On savait peu de choses sur les sylphes. Leur existence paraissait impliquer celle d’élémentaires de terre, d’eau et de feu, mais ces créatures n’étaient pas vérifiées par l’observation – bien entendu, d’après le folklore, elles débordaient des campagnes.
Du peu de certitudes gagnées par les chercheurs au fil des temps, on retenait que ces êtres élémentaires se manifestaient du chaos et ne disposaient ni d’une conscience, ni d’un train de pensée, ni d’un système nerveux. En conséquence, il apparaissait évident qu’il leur était impossible de piquer une crise de colère destructrice.
Nathanaël de Luz aurait pu s’accrocher à cette idée en dépit de ses sens. Par chance pour lui, il appartenait à une antique famille de bricoleurs. La maison Luz ne formait pas de brillants scientifiques, mais ses membres apprenaient à accepter que les choses fonctionnassent même quand aucune théorie n’expliquait encore comment.
Dans le cas qui l’intéressait, le sylphe Angeline avait prouvé encore et encore son entendement depuis leur rencontre. Funeste capacité à communiquer dont résulta, primo, l’envol brutal du plateau-repas, secundo, sa collision impromptue avec l’arrière de la tête de Nathanaël et, tertio, son envoi au tapis.

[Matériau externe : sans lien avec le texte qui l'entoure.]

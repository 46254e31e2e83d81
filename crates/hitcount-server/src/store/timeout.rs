use super::{CounterKey, CounterStore, StoreError};
use async_trait::async_trait;
use std::future::Future;
use std::time::Duration;
use tracing::warn;

/// Bounds every store call with a deadline. An expired call becomes
/// [`StoreError::Timeout`]; the inner operation may still complete on the backend.
pub struct TimeoutStore<S> {
    inner: S,
    timeout: Duration,
}

impl<S: CounterStore> TimeoutStore<S> {
    pub fn new(inner: S, timeout: Duration) -> Self {
        Self { inner, timeout }
    }

    pub fn inner(&self) -> &S {
        &self.inner
    }

    async fn bounded<F>(&self, op: &str, key: &CounterKey, fut: F) -> Result<u64, StoreError>
    where
        F: Future<Output = Result<u64, StoreError>> + Send,
    {
        match tokio::time::timeout(self.timeout, fut).await {
            Ok(result) => result,
            Err(_) => {
                warn!(
                    "{} on {} exceeded {:?} against {} store",
                    op,
                    key,
                    self.timeout,
                    self.inner.name()
                );
                Err(StoreError::Timeout(self.timeout))
            }
        }
    }
}

#[async_trait]
impl<S: CounterStore> CounterStore for TimeoutStore<S> {
    async fn get(&self, key: &CounterKey) -> Result<u64, StoreError> {
        self.bounded("get", key, self.inner.get(key)).await
    }

    async fn increment_and_get(&self, key: &CounterKey) -> Result<u64, StoreError> {
        self.bounded("increment", key, self.inner.increment_and_get(key))
            .await
    }

    fn name(&self) -> &'static str {
        self.inner.name()
    }
}
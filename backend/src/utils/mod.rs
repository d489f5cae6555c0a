pub mod csv;
pub mod time;

pub use time::*;
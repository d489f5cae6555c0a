pub mod logging;
pub mod request_id;

pub use logging::*;
pub use request_id::*;
//! Typed ID wrappers for compile-time type safety.
//!
//! Both tables use `BIGSERIAL` keys, so every ID wraps an `i64` assigned by the
//! database. The wrappers keep a sales record ID from being passed where an
//! import log ID is expected.

use serde::{Deserialize, Serialize};
use std::fmt;
use std::num::ParseIntError;
use std::str::FromStr;
use utoipa::ToSchema;

macro_rules! typed_id {
    ($name:ident, $doc:literal) => {
        #[doc = $doc]
        #[derive(
            Debug,
            Clone,
            Copy,
            PartialEq,
            Eq,
            PartialOrd,
            Ord,
            Hash,
            Serialize,
            Deserialize,
            sqlx::Type,
            ToSchema,
        )]
        #[serde(transparent)]
        #[sqlx(transparent)]
        pub struct $name(i64);

        impl $name {
            /// Wraps a raw database key.
            pub const fn new(value: i64) -> Self {
                Self(value)
            }

            /// Returns the raw database key.
            pub const fn get(self) -> i64 {
                self.0
            }
        }

        impl fmt::Display for $name {
            fn fmt(&self, f: &mut fmt::Formatter<'_>) -> fmt::Result {
                write!(f, "{}", self.0)
            }
        }

        impl FromStr for $name {
            type Err = ParseIntError;

            fn from_str(s: &str) -> Result<Self, Self::Err> {
                s.trim().parse::<i64>().map(Self)
            }
        }

        impl From<i64> for $name {
            fn from(value: i64) -> Self {
                Self(value)
            }
        }

        impl From<$name> for i64 {
            fn from(id: $name) -> Self {
                id.0
            }
        }
    };
}

typed_id!(SalesRecordId, "Unique identifier for a stored sales record.");
typed_id!(ImportLogId, "Unique identifier for an import audit entry.");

La nuque d’un Illusionniste était fragile : on trouvait l’organe Illusoire juste derrière.
Nat se réveilla face contre terre pour la seconde fois en assez peu de temps pour que le fait méritât d’être souligné. D’habitude on ne le knock-outait pas aussi vite. Néanmoins, contre un grand coup sur la nuque, il ne connaissait aucune parade : le choc remontait dans le crâne pour actionner tous les interrupteurs sur son passage. Certains Illusionnistes s’infligeaient cela à eux-mêmes, amateurs de l’hébétude. Séance après séance, ils devenaient plus longs à revenir à la conscience. De quoi frémir.
Paupières : ouvertes. D’abord le noir, puis une lumière confuse, et enfin le retour des escaliers – ils lui auraient manqué, ceux-là ; au moins revenaient-ils à leur aspect initial, abandonnant la comédie des boyaux maternels. Un coup d’œil circulaire lui apprit l’emplacement qu’occupait le plateau, renversé et débarrassé de son dispositif anti-curiosité. Cette information n’était plus d’aucun intérêt pour leur évasion.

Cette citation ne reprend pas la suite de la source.